#### [Task brief]
What lines in the entries below contain the word "camera"? Copy all of them.

#### [Stored data]
- - - - - - -
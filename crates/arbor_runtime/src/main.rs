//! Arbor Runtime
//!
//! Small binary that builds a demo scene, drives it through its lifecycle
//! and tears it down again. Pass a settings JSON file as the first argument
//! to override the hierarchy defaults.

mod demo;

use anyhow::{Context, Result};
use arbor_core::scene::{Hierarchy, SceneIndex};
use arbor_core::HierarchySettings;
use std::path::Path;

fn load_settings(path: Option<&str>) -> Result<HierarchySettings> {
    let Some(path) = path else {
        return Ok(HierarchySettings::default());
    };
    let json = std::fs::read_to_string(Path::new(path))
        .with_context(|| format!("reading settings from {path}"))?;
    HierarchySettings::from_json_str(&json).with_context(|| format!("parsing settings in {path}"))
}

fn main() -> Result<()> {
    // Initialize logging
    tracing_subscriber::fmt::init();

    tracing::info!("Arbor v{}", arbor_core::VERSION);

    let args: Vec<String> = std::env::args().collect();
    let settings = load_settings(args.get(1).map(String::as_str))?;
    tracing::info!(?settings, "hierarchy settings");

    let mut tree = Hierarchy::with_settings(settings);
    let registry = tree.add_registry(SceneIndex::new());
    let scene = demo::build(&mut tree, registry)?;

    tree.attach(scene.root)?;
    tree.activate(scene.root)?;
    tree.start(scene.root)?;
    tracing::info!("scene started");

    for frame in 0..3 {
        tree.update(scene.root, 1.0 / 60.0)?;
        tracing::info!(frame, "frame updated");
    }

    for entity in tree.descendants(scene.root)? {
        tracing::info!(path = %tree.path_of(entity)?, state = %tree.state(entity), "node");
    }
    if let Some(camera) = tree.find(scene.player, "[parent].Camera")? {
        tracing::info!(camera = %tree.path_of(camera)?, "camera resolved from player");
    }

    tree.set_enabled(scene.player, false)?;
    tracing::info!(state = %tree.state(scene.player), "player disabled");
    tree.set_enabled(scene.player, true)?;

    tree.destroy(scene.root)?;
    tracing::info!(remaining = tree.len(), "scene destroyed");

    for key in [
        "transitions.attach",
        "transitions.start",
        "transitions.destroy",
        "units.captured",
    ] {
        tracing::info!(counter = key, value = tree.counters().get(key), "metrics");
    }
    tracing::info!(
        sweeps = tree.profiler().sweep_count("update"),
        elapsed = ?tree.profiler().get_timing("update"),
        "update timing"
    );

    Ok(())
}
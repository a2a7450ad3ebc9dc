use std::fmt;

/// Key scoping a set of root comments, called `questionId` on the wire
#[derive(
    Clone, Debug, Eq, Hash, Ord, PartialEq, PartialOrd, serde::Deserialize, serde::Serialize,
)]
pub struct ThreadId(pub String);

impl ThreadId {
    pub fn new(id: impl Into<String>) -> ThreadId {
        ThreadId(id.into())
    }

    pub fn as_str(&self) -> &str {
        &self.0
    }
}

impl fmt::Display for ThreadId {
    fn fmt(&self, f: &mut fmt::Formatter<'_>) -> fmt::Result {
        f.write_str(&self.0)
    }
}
- - - - - - -
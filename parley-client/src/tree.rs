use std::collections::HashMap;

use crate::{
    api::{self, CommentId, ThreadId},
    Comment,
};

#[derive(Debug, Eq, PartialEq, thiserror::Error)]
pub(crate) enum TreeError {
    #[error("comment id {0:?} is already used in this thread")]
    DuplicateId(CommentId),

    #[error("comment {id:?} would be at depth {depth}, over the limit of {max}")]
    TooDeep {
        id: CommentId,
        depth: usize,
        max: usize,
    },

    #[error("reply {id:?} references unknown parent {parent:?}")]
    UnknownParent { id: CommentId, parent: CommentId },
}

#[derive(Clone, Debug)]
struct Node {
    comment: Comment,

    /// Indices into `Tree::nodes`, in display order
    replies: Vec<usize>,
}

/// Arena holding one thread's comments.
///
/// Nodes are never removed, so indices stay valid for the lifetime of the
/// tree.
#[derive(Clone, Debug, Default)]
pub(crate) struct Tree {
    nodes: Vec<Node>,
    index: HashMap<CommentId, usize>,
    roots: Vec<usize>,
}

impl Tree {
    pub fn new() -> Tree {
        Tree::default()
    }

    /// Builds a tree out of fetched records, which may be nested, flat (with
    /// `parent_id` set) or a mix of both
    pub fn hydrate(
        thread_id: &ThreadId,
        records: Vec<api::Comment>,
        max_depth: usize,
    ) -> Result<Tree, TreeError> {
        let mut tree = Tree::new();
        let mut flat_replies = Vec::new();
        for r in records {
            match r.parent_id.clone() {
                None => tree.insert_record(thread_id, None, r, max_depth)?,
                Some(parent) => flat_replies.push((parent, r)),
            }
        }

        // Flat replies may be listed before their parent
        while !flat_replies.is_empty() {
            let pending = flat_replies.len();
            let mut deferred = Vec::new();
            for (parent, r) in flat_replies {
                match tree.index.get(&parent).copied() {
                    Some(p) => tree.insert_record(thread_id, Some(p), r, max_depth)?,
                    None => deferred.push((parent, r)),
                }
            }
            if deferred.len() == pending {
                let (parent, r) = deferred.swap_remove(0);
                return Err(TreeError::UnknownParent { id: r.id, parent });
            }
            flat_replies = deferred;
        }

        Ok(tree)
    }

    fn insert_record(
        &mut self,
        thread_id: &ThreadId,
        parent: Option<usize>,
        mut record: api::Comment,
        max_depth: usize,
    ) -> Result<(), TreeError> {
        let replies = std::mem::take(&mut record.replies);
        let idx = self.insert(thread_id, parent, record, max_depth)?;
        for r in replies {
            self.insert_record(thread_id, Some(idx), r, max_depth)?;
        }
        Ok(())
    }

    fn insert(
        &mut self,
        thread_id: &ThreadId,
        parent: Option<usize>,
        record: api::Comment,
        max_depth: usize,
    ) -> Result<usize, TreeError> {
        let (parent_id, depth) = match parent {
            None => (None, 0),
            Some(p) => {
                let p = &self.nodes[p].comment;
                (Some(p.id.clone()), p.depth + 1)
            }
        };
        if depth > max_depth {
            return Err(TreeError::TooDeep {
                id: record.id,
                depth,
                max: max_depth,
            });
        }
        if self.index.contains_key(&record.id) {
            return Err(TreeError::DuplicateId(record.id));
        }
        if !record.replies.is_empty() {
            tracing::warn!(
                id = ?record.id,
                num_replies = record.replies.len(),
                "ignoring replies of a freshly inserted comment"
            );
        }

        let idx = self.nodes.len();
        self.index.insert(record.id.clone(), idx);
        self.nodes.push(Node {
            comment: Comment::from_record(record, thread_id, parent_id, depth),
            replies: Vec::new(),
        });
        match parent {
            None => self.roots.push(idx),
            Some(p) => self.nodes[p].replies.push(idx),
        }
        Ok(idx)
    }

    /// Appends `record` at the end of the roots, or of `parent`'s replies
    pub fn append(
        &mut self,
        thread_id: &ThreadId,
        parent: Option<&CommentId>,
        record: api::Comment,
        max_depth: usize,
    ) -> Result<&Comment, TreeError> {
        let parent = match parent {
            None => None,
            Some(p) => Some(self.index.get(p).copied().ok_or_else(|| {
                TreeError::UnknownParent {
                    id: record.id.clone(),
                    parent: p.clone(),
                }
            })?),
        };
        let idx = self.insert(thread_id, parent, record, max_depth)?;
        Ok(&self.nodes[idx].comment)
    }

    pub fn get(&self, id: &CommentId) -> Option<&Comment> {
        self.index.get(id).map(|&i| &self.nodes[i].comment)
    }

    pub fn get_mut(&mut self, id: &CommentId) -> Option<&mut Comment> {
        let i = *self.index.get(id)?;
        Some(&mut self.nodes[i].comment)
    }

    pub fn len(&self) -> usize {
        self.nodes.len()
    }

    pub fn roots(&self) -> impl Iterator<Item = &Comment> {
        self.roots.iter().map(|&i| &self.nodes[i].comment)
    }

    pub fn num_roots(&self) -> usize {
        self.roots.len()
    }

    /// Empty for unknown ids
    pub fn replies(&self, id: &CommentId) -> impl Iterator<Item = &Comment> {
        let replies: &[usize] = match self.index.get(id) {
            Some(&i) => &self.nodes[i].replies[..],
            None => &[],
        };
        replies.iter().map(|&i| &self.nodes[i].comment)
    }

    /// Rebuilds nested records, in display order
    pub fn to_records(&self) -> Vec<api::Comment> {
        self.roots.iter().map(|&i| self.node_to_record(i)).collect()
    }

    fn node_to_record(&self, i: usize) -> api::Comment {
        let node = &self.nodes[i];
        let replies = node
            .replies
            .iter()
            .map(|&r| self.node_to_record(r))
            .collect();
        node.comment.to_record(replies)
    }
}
- - - - - - -
#### [The completed task]
    if let Some(camera) = tree.find(scene.player, "[parent].Camera")? {
        tracing::info!(camera = %tree.path_of(camera)?, "camera resolved from player");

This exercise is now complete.